SOURCE INFORMATION -

-=-=-

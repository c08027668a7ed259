//! Storefront configuration.
//!
//! Read once at startup from a TOML file (`config/default.toml` unless
//! `FLIPNSTRIP_CONFIG` points elsewhere), then patched with environment
//! overrides so credentials can stay out of the file.

use std::path::{Path, PathBuf};

use serde::Deserialize;
use thiserror::Error;

use crate::constants::*;

#[derive(Debug, Error)]
pub enum ConfigError {
    #[error("failed to read config file {path}: {source}")]
    Read {
        path: PathBuf,
        #[source]
        source: std::io::Error,
    },

    #[error("failed to parse config: {0}")]
    Parse(#[from] toml::de::Error),

    #[error("invalid value for {key}: {reason}")]
    Invalid { key: &'static str, reason: String },
}

#[derive(Debug, Clone, Deserialize)]
#[serde(default)]
pub struct ServerConfig {
    pub host: String,
    pub port: u16,
    /// Only enable behind HTTPS.
    pub secure_cookies: bool,
}

impl Default for ServerConfig {
    fn default() -> Self {
        Self {
            host: DEFAULT_HOST.to_string(),
            port: DEFAULT_PORT,
            secure_cookies: false,
        }
    }
}

#[derive(Debug, Clone, Deserialize)]
#[serde(default)]
pub struct DatabaseConfig {
    pub path: PathBuf,
}

impl Default for DatabaseConfig {
    fn default() -> Self {
        Self {
            path: PathBuf::from(DEFAULT_DATABASE_PATH),
        }
    }
}

/// eBay Trading API credentials used by the inventory sync job.
#[derive(Debug, Clone, Deserialize)]
#[serde(default)]
pub struct EbayConfig {
    pub app_id: String,
    pub dev_id: String,
    pub cert_id: String,
    pub auth_token: String,
    pub site_id: i64,
    pub sandbox: bool,
    pub sync_log_path: PathBuf,
}

impl Default for EbayConfig {
    fn default() -> Self {
        Self {
            app_id: String::new(),
            dev_id: String::new(),
            cert_id: String::new(),
            auth_token: String::new(),
            site_id: 0,
            sandbox: true,
            sync_log_path: PathBuf::from(DEFAULT_SYNC_LOG_PATH),
        }
    }
}

#[derive(Debug, Clone, Deserialize)]
#[serde(default)]
pub struct PaypalConfig {
    pub client_id: String,
    pub client_secret: String,
    /// `sandbox` or `live`.
    pub mode: String,
    pub currency: String,
}

impl Default for PaypalConfig {
    fn default() -> Self {
        Self {
            client_id: String::new(),
            client_secret: String::new(),
            mode: PAYPAL_MODE_SANDBOX.to_string(),
            currency: "USD".to_string(),
        }
    }
}

#[derive(Debug, Clone, Deserialize)]
#[serde(default)]
pub struct EasyshipConfig {
    pub api_key: String,
    pub sandbox: bool,
}

impl Default for EasyshipConfig {
    fn default() -> Self {
        Self {
            api_key: String::new(),
            sandbox: true,
        }
    }
}

#[derive(Debug, Clone, Deserialize)]
#[serde(default)]
pub struct SiteConfig {
    pub name: String,
    pub tagline: String,
    pub url: String,
    pub email: String,
    pub phone: String,
}

impl Default for SiteConfig {
    fn default() -> Self {
        Self {
            name: "Flip and Strip".to_string(),
            tagline: "Motorcycle, ATV and boat parts".to_string(),
            url: "http://localhost:3000".to_string(),
            email: String::new(),
            phone: String::new(),
        }
    }
}

#[derive(Debug, Clone, Deserialize)]
#[serde(default)]
pub struct SecurityConfig {
    /// Signs the session cookie. Must be at least 64 bytes.
    pub session_secret: String,
    pub session_expiry_days: i64,
}

impl Default for SecurityConfig {
    fn default() -> Self {
        Self {
            session_secret: String::new(),
            session_expiry_days: SESSION_EXPIRY_DAYS,
        }
    }
}

#[derive(Debug, Clone, Default, Deserialize)]
#[serde(default)]
pub struct Config {
    pub server: ServerConfig,
    pub database: DatabaseConfig,
    pub ebay: EbayConfig,
    pub paypal: PaypalConfig,
    pub easyship: EasyshipConfig,
    pub site: SiteConfig,
    pub security: SecurityConfig,
}

impl Config {
    /// Load `.env`, read the config file and apply environment overrides.
    pub fn from_env() -> Result<Self, ConfigError> {
        dotenv::dotenv().ok();

        let path = std::env::var("FLIPNSTRIP_CONFIG")
            .map(PathBuf::from)
            .unwrap_or_else(|_| PathBuf::from(DEFAULT_CONFIG_PATH));

        let mut config = Self::load(&path)?;
        config.apply_overrides(|key| std::env::var(key).ok())?;
        config.validate()?;
        Ok(config)
    }

    /// Read and parse a TOML config file without validating it.
    pub fn load(path: &Path) -> Result<Self, ConfigError> {
        let raw = std::fs::read_to_string(path).map_err(|source| ConfigError::Read {
            path: path.to_path_buf(),
            source,
        })?;
        Self::from_toml_str(&raw)
    }

    pub fn from_toml_str(raw: &str) -> Result<Self, ConfigError> {
        Ok(toml::from_str(raw)?)
    }

    /// Patch values from an environment-like lookup.
    pub fn apply_overrides<F>(&mut self, lookup: F) -> Result<(), ConfigError>
    where
        F: Fn(&str) -> Option<String>,
    {
        if let Some(host) = lookup("HOST") {
            self.server.host = host;
        }
        if let Some(port) = lookup("PORT") {
            self.server.port = port.parse().map_err(|_| ConfigError::Invalid {
                key: "PORT",
                reason: format!("'{}' is not a valid port", port),
            })?;
        }
        if let Some(production) = lookup("PRODUCTION") {
            self.server.secure_cookies = production.eq_ignore_ascii_case("true");
        }
        if let Some(path) = lookup("DATABASE_PATH") {
            self.database.path = PathBuf::from(path);
        }
        if let Some(secret) = lookup("SESSION_SECRET") {
            self.security.session_secret = secret;
        }
        if let Some(token) = lookup("EBAY_AUTH_TOKEN") {
            self.ebay.auth_token = token;
        }
        if let Some(secret) = lookup("PAYPAL_CLIENT_SECRET") {
            self.paypal.client_secret = secret;
        }
        if let Some(key) = lookup("EASYSHIP_API_KEY") {
            self.easyship.api_key = key;
        }
        Ok(())
    }

    pub fn validate(&self) -> Result<(), ConfigError> {
        if self.security.session_secret.len() < MIN_SESSION_SECRET_LENGTH {
            return Err(ConfigError::Invalid {
                key: "security.session_secret",
                reason: format!("must be at least {} characters", MIN_SESSION_SECRET_LENGTH),
            });
        }
        if self.security.session_expiry_days <= 0 {
            return Err(ConfigError::Invalid {
                key: "security.session_expiry_days",
                reason: "must be positive".to_string(),
            });
        }
        if self.security.session_expiry_days > MAX_SESSION_EXPIRY_DAYS {
            return Err(ConfigError::Invalid {
                key: "security.session_expiry_days",
                reason: format!("must be at most {}", MAX_SESSION_EXPIRY_DAYS),
            });
        }
        if self.paypal.mode != PAYPAL_MODE_SANDBOX && self.paypal.mode != PAYPAL_MODE_LIVE {
            return Err(ConfigError::Invalid {
                key: "paypal.mode",
                reason: format!(
                    "expected '{}' or '{}', got '{}'",
                    PAYPAL_MODE_SANDBOX, PAYPAL_MODE_LIVE, self.paypal.mode
                ),
            });
        }
        if self.database.path.as_os_str().is_empty() {
            return Err(ConfigError::Invalid {
                key: "database.path",
                reason: "cannot be empty".to_string(),
            });
        }
        Ok(())
    }

    pub fn bind_address(&self) -> String {
        format!("{}:{}", self.server.host, self.server.port)
    }
}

-=-=-

EXERCISE DESCRIPTION - Write out the whole listing verbatim.

RESULT -
repository c08027668a7ed259
//! Storefront configuration.
//!
//! Read once at startup from a TOML file (`config/default.toml` unless
//! `FLIPNSTRIP_CONFIG` points elsewhere), then patched with environment
//! overrides so credentials can stay out of the file.

use std::path::{Path, PathBuf};

use serde::Deserialize;
use thiserror::Error;

use crate::constants::*;

#[derive(Debug, Error)]
pub enum ConfigError {
    #[error("failed to read config file {path}: {source}")]
    Read {
        path: PathBuf,
        #[source]
        source: std::io::Error,
    },

    #[error("failed to parse config: {0}")]
    Parse(#[from] toml::de::Error),

    #[error("invalid value for {key}: {reason}")]
    Invalid { key: &'static str, reason: String },
}

#[derive(Debug, Clone, Deserialize)]
#[serde(default)]
pub struct ServerConfig {
    pub host: String,
    pub port: u16,
    /// Only enable behind HTTPS.
    pub secure_cookies: bool,
}

impl Default for ServerConfig {
    fn default() -> Self {
        Self {
            host: DEFAULT_HOST.to_string(),
            port: DEFAULT_PORT,
            secure_cookies: false,
        }
    }
}

#[derive(Debug, Clone, Deserialize)]
#[serde(default)]
pub struct DatabaseConfig {
    pub path: PathBuf,
}

impl Default for DatabaseConfig {
    fn default() -> Self {
        Self {
            path: PathBuf::from(DEFAULT_DATABASE_PATH),
        }
    }
}

/// eBay Trading API credentials used by the inventory sync job.
#[derive(Debug, Clone, Deserialize)]
#[serde(default)]
pub struct EbayConfig {
    pub app_id: String,
    pub dev_id: String,
    pub cert_id: String,
    pub auth_token: String,
    pub site_id: i64,
    pub sandbox: bool,
    pub sync_log_path: PathBuf,
}

impl Default for EbayConfig {
    fn default() -> Self {
        Self {
            app_id: String::new(),
            dev_id: String::new(),
            cert_id: String::new(),
            auth_token: String::new(),
            site_id: 0,
            sandbox: true,
            sync_log_path: PathBuf::from(DEFAULT_SYNC_LOG_PATH),
        }
    }
}

#[derive(Debug, Clone, Deserialize)]
#[serde(default)]
pub struct PaypalConfig {
    pub client_id: String,
    pub client_secret: String,
    /// `sandbox` or `live`.
    pub mode: String,
    pub currency: String,
}

impl Default for PaypalConfig {
    fn default() -> Self {
        Self {
            client_id: String::new(),
            client_secret: String::new(),
            mode: PAYPAL_MODE_SANDBOX.to_string(),
            currency: "USD".to_string(),
        }
    }
}

#[derive(Debug, Clone, Deserialize)]
#[serde(default)]
pub struct EasyshipConfig {
    pub api_key: String,
    pub sandbox: bool,
}

impl Default for EasyshipConfig {
    fn default() -> Self {
        Self {
            api_key: String::new(),
            sandbox: true,
        }
    }
}

#[derive(Debug, Clone, Deserialize)]
#[serde(default)]
pub struct SiteConfig {
    pub name: String,
    pub tagline: String,
    pub url: String,
    pub email: String,
    pub phone: String,
}

impl Default for SiteConfig {
    fn default() -> Self {
        Self {
            name: "Flip and Strip".to_string(),
            tagline: "Motorcycle, ATV and boat parts".to_string(),
            url: "http://localhost:3000".to_string(),
            email: String::new(),
            phone: String::new(),
        }
    }
}

#[derive(Debug, Clone, Deserialize)]
#[serde(default)]
pub struct SecurityConfig {
    /// Signs the session cookie. Must be at least 64 bytes.
    pub session_secret: String,
    pub session_expiry_days: i64,
}

impl Default for SecurityConfig {
    fn default() -> Self {
        Self {
            session_secret: String::new(),
            session_expiry_days: SESSION_EXPIRY_DAYS,
        }
    }
}

#[derive(Debug, Clone, Default, Deserialize)]
#[serde(default)]
pub struct Config {
    pub server: ServerConfig,
    pub database: DatabaseConfig,
    pub ebay: EbayConfig,
    pub paypal: PaypalConfig,
    pub easyship: EasyshipConfig,
    pub site: SiteConfig,
    pub security: SecurityConfig,
}

impl Config {
    /// Load `.env`, read the config file and apply environment overrides.
    pub fn from_env() -> Result<Self, ConfigError> {
        dotenv::dotenv().ok();

        let path = std::env::var("FLIPNSTRIP_CONFIG")
            .map(PathBuf::from)
            .unwrap_or_else(|_| PathBuf::from(DEFAULT_CONFIG_PATH));

        let mut config = Self::load(&path)?;
        config.apply_overrides(|key| std::env::var(key).ok())?;
        config.validate()?;
        Ok(config)
    }

    /// Read and parse a TOML config file without validating it.
    pub fn load(path: &Path) -> Result<Self, ConfigError> {
        let raw = std::fs::read_to_string(path).map_err(|source| ConfigError::Read {
            path: path.to_path_buf(),
            source,
        })?;
        Self::from_toml_str(&raw)
    }

    pub fn from_toml_str(raw: &str) -> Result<Self, ConfigError> {
        Ok(toml::from_str(raw)?)
    }

    /// Patch values from an environment-like lookup.
    pub fn apply_overrides<F>(&mut self, lookup: F) -> Result<(), ConfigError>
    where
        F: Fn(&str) -> Option<String>,
    {
        if let Some(host) = lookup("HOST") {
            self.server.host = host;
        }
        if let Some(port) = lookup("PORT") {
            self.server.port = port.parse().map_err(|_| ConfigError::Invalid {
                key: "PORT",
                reason: format!("'{}' is not a valid port", port),
            })?;
        }
        if let Some(production) = lookup("PRODUCTION") {
            self.server.secure_cookies = production.eq_ignore_ascii_case("true");
        }
        if let Some(path) = lookup("DATABASE_PATH") {
            self.database.path = PathBuf::from(path);
        }
        if let Some(secret) = lookup("SESSION_SECRET") {
            self.security.session_secret = secret;
        }
        if let Some(token) = lookup("EBAY_AUTH_TOKEN") {
            self.ebay.auth_token = token;
        }
        if let Some(secret) = lookup("PAYPAL_CLIENT_SECRET") {
            self.paypal.client_secret = secret;
        }
        if let Some(key) = lookup("EASYSHIP_API_KEY") {
            self.easyship.api_key = key;
        }
        Ok(())
    }

    pub fn validate(&self) -> Result<(), ConfigError> {
        if self.security.session_secret.len() < MIN_SESSION_SECRET_LENGTH {
            return Err(ConfigError::Invalid {
                key: "security.session_secret",
                reason: format!("must be at least {} characters", MIN_SESSION_SECRET_LENGTH),
            });
        }
        if self.security.session_expiry_days <= 0 {
            return Err(ConfigError::Invalid {
                key: "security.session_expiry_days",
                reason: "must be positive".to_string(),
            });
        }
        if self.security.session_expiry_days > MAX_SESSION_EXPIRY_DAYS {
            return Err(ConfigError::Invalid {
                key: "security.session_expiry_days",
                reason: format!("must be at most {}", MAX_SESSION_EXPIRY_DAYS),
            });
        }
        if self.paypal.mode != PAYPAL_MODE_SANDBOX && self.paypal.mode != PAYPAL_MODE_LIVE {
            return Err(ConfigError::Invalid {
                key: "paypal.mode",
                reason: format!(
                    "expected '{}' or '{}', got '{}'",
                    PAYPAL_MODE_SANDBOX, PAYPAL_MODE_LIVE, self.paypal.mode
                ),
            });
        }
        if self.database.path.as_os_str().is_empty() {
            return Err(ConfigError::Invalid {
                key: "database.path",
                reason: "cannot be empty".to_string(),
            });
        }
        Ok(())
    }

    pub fn bind_address(&self) -> String {
        format!("{}:{}", self.server.host, self.server.port)
    }
}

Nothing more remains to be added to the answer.